◆ EXERCISE INSTRUCTIONS
In the entries below, how many lines contain the string "index"? Respond with the number only.

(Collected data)
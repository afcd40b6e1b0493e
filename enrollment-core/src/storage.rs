//! Enrollment storage
//!
//! # Layout
//!
//! - `records` - Enrollment arena (key: enrollment_id)
//! - `by_pair` - Unique index (key: student_id || course_id)
//! - `by_course` - Secondary index for roster and lottery scans
//! - `by_student` - Secondary index for per-student listings
//!
//! All indices live behind one `RwLock`, so every write (insert, delete, bulk
//! lottery commit) is applied atomically or not at all.

use crate::{
    error::{Error, Result},
    types::{CourseId, Enrollment, EnrollmentId, EnrollmentStatus, StudentId},
};
use chrono::Utc;
use parking_lot::RwLock;
use std::collections::{HashMap, HashSet};

#[derive(Debug, Default)]
struct Tables {
    records: HashMap<EnrollmentId, Enrollment>,
    by_pair: HashMap<(StudentId, CourseId), EnrollmentId>,
    by_course: HashMap<CourseId, HashSet<EnrollmentId>>,
    by_student: HashMap<StudentId, HashSet<EnrollmentId>>,
    next_sequence: u64,
}

impl Tables {
    fn collect<'a>(&self, ids: impl Iterator<Item = &'a EnrollmentId>) -> Vec<Enrollment> {
        let mut out: Vec<Enrollment> = ids
            .filter_map(|id| self.records.get(id).cloned())
            .collect();
        out.sort_by_key(|e| e.sequence);
        out
    }
}

/// In-memory enrollment store
#[derive(Debug, Default)]
pub struct EnrollmentStore {
    tables: RwLock<Tables>,
}

impl EnrollmentStore {
    /// Create empty store
    pub fn new() -> Self {
        Self::default()
    }

    /// Insert a new Requested enrollment for the pair.
    ///
    /// Fails with `Conflict` if any record already exists for the pair.
    pub fn insert_requested(&self, student_id: StudentId, course_id: CourseId) -> Result<Enrollment> {
        let mut tables = self.tables.write();

        if let Some(existing) = tables.by_pair.get(&(student_id, course_id)) {
            return Err(Error::Conflict(format!(
                "enrollment {} already exists for student {} in course {}",
                existing, student_id, course_id
            )));
        }

        let sequence = tables.next_sequence;
        tables.next_sequence += 1;

        let enrollment = Enrollment::requested(student_id, course_id, sequence);
        let id = enrollment.id;

        tables.by_pair.insert((student_id, course_id), id);
        tables.by_course.entry(course_id).or_default().insert(id);
        tables.by_student.entry(student_id).or_default().insert(id);
        tables.records.insert(id, enrollment.clone());

        Ok(enrollment)
    }

    /// Get the enrollment for a (student, course) pair
    pub fn get_by_pair(&self, student_id: StudentId, course_id: CourseId) -> Option<Enrollment> {
        let tables = self.tables.read();
        tables
            .by_pair
            .get(&(student_id, course_id))
            .and_then(|id| tables.records.get(id).cloned())
    }

    /// Get enrollment by id
    pub fn get(&self, id: EnrollmentId) -> Result<Enrollment> {
        self.tables
            .read()
            .records
            .get(&id)
            .cloned()
            .ok_or_else(|| Error::not_found("enrollment", id))
    }

    /// Delete the enrollment for a pair unless it is Granted.
    ///
    /// The status check and the delete happen under the same write guard.
    pub fn remove_unless_granted(&self, student_id: StudentId, course_id: CourseId) -> Result<Enrollment> {
        let mut tables = self.tables.write();

        let id = *tables.by_pair.get(&(student_id, course_id)).ok_or_else(|| {
            Error::not_found("enrollment", format!("student {} / course {}", student_id, course_id))
        })?;

        let status = tables
            .records
            .get(&id)
            .map(|e| e.status())
            .ok_or_else(|| Error::not_found("enrollment", id))?;

        if status == EnrollmentStatus::Granted {
            return Err(Error::InvalidState(format!(
                "enrollment {} is granted and cannot be withdrawn",
                id
            )));
        }

        tables.by_pair.remove(&(student_id, course_id));
        if let Some(ids) = tables.by_course.get_mut(&course_id) {
            ids.remove(&id);
        }
        if let Some(ids) = tables.by_student.get_mut(&student_id) {
            ids.remove(&id);
        }
        tables
            .records
            .remove(&id)
            .ok_or_else(|| Error::not_found("enrollment", id))
    }

    /// All enrollments of a student, in creation order
    pub fn list_by_student(&self, student_id: StudentId) -> Vec<Enrollment> {
        let tables = self.tables.read();
        match tables.by_student.get(&student_id) {
            Some(ids) => tables.collect(ids.iter()),
            None => Vec::new(),
        }
    }

    /// All enrollments for a course, in creation order
    pub fn list_by_course(&self, course_id: CourseId) -> Vec<Enrollment> {
        let tables = self.tables.read();
        match tables.by_course.get(&course_id) {
            Some(ids) => tables.collect(ids.iter()),
            None => Vec::new(),
        }
    }

    /// Enrollments for a course with the given status, in creation order
    pub fn list_by_course_and_status(&self, course_id: CourseId, status: EnrollmentStatus) -> Vec<Enrollment> {
        self.list_by_course(course_id)
            .into_iter()
            .filter(|e| e.status() == status)
            .collect()
    }

    /// Count enrollments for a course with the given status
    pub fn count_by_course_and_status(&self, course_id: CourseId, status: EnrollmentStatus) -> usize {
        let tables = self.tables.read();
        tables.by_course.get(&course_id).map_or(0, |ids| {
            ids.iter()
                .filter_map(|id| tables.records.get(id))
                .filter(|e| e.status() == status)
                .count()
        })
    }

    /// Move a set of Requested enrollments to Granted and another to Denied.
    ///
    /// Every id is validated before anything is written: each must exist,
    /// belong to `course_id`, be Requested, and appear only once across both
    /// sets. Any violation is `InvalidState` and nothing changes. The grant set must also fit in
    /// the seats left by already-Granted records.
    pub fn commit_outcome(
        &self,
        course_id: CourseId,
        capacity: u32,
        granted: &[EnrollmentId],
        denied: &[EnrollmentId],
    ) -> Result<()> {
        let mut tables = self.tables.write();

        let mut seen = HashSet::with_capacity(granted.len() + denied.len());
        for id in granted.iter().chain(denied.iter()) {
            if !seen.insert(*id) {
                return Err(Error::InvalidState(format!(
                    "enrollment {} appears more than once in lottery outcome",
                    id
                )));
            }

            let requested = tables.records.get(id).is_some_and(|record| {
                record.course_id == course_id && record.status() == EnrollmentStatus::Requested
            });
            if !requested {
                return Err(Error::InvalidState(format!(
                    "enrollment {} is not a requested enrollment of course {}",
                    id, course_id
                )));
            }
        }

        let already_granted = tables.by_course.get(&course_id).map_or(0, |ids| {
            ids.iter()
                .filter_map(|id| tables.records.get(id))
                .filter(|e| e.status() == EnrollmentStatus::Granted)
                .count()
        });
        if already_granted + granted.len() > capacity as usize {
            return Err(Error::InvalidState(format!(
                "granting {} seats would exceed capacity {} of course {} ({} already granted)",
                granted.len(),
                capacity,
                course_id,
                already_granted
            )));
        }

        let now = Utc::now();
        for id in granted {
            if let Some(record) = tables.records.get_mut(id) {
                record.transition(EnrollmentStatus::Granted, now);
            }
        }
        for id in denied {
            if let Some(record) = tables.records.get_mut(id) {
                record.transition(EnrollmentStatus::Denied, now);
            }
        }

        Ok(())
    }
}

#[cfg(test)]
mod tests {
    use super::*;

    #[test]
    fn test_insert_unique_per_pair() {
        let store = EnrollmentStore::new();
        let (student, course) = (StudentId::new(), CourseId::new());

        store.insert_requested(student, course).unwrap();
        let err = store.insert_requested(student, course).unwrap_err();
        assert!(matches!(err, Error::Conflict(_)));
        assert_eq!(store.list_by_course(course).len(), 1);
    }

    #[test]
    fn test_listing_is_creation_ordered() {
        let store = EnrollmentStore::new();
        let course = CourseId::new();
        let students: Vec<StudentId> = (0..5).map(|_| StudentId::new()).collect();
        for s in &students {
            store.insert_requested(*s, course).unwrap();
        }

        let listed: Vec<StudentId> = store.list_by_course(course).iter().map(|e| e.student_id).collect();
        assert_eq!(listed, students);
    }

    #[test]
    fn test_commit_is_all_or_nothing() {
        let store = EnrollmentStore::new();
        let course = CourseId::new();
        let a = store.insert_requested(StudentId::new(), course).unwrap();
        let b = store.insert_requested(StudentId::new(), course).unwrap();
        let foreign = store.insert_requested(StudentId::new(), CourseId::new()).unwrap();

        let err = store
            .commit_outcome(course, 5, &[a.id], &[b.id, foreign.id])
            .unwrap_err();
        assert!(matches!(err, Error::InvalidState(_)));
        assert_eq!(
            store.count_by_course_and_status(course, EnrollmentStatus::Requested),
            2
        );
    }

    #[test]
    fn test_commit_rejects_overbooking() {
        let store = EnrollmentStore::new();
        let course = CourseId::new();
        let a = store.insert_requested(StudentId::new(), course).unwrap();
        let b = store.insert_requested(StudentId::new(), course).unwrap();

        assert!(store.commit_outcome(course, 1, &[a.id, b.id], &[]).is_err());
        store.commit_outcome(course, 1, &[a.id], &[b.id]).unwrap();
        assert_eq!(store.get(a.id).unwrap().status(), EnrollmentStatus::Granted);
        assert_eq!(store.get(b.id).unwrap().status(), EnrollmentStatus::Denied);
    }

    #[test]
    fn test_commit_rejects_unknown_and_repeated_ids() {
        let store = EnrollmentStore::new();
        let course = CourseId::new();
        let a = store.insert_requested(StudentId::new(), course).unwrap();

        let err = store
            .commit_outcome(course, 5, &[a.id], &[EnrollmentId::new()])
            .unwrap_err();
        assert!(matches!(err, Error::InvalidState(_)));

        let err = store.commit_outcome(course, 5, &[a.id], &[a.id]).unwrap_err();
        assert!(matches!(err, Error::InvalidState(_)));
        assert_eq!(store.get(a.id).unwrap().status(), EnrollmentStatus::Requested);
    }

    #[test]
    fn test_commit_rejects_terminal_records() {
        let store = EnrollmentStore::new();
        let course = CourseId::new();
        let a = store.insert_requested(StudentId::new(), course).unwrap();
        store.commit_outcome(course, 1, &[], &[a.id]).unwrap();

        let err = store.commit_outcome(course, 1, &[a.id], &[]).unwrap_err();
        assert!(matches!(err, Error::InvalidState(_)));
    }

    #[test]
    fn test_remove_unless_granted() {
        let store = EnrollmentStore::new();
        let (student, course) = (StudentId::new(), CourseId::new());
        let e = store.insert_requested(student, course).unwrap();
        store.commit_outcome(course, 1, &[e.id], &[]).unwrap();

        let err = store.remove_unless_granted(student, course).unwrap_err();
        assert!(matches!(err, Error::InvalidState(_)));
        assert!(store.get_by_pair(student, course).is_some());

        let other = StudentId::new();
        store.insert_requested(other, course).unwrap();
        store.remove_unless_granted(other, course).unwrap();
        assert!(store.get_by_pair(other, course).is_none());
        assert!(store.list_by_student(other).is_empty());
    }
}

◆ YOUR SOLUTION
3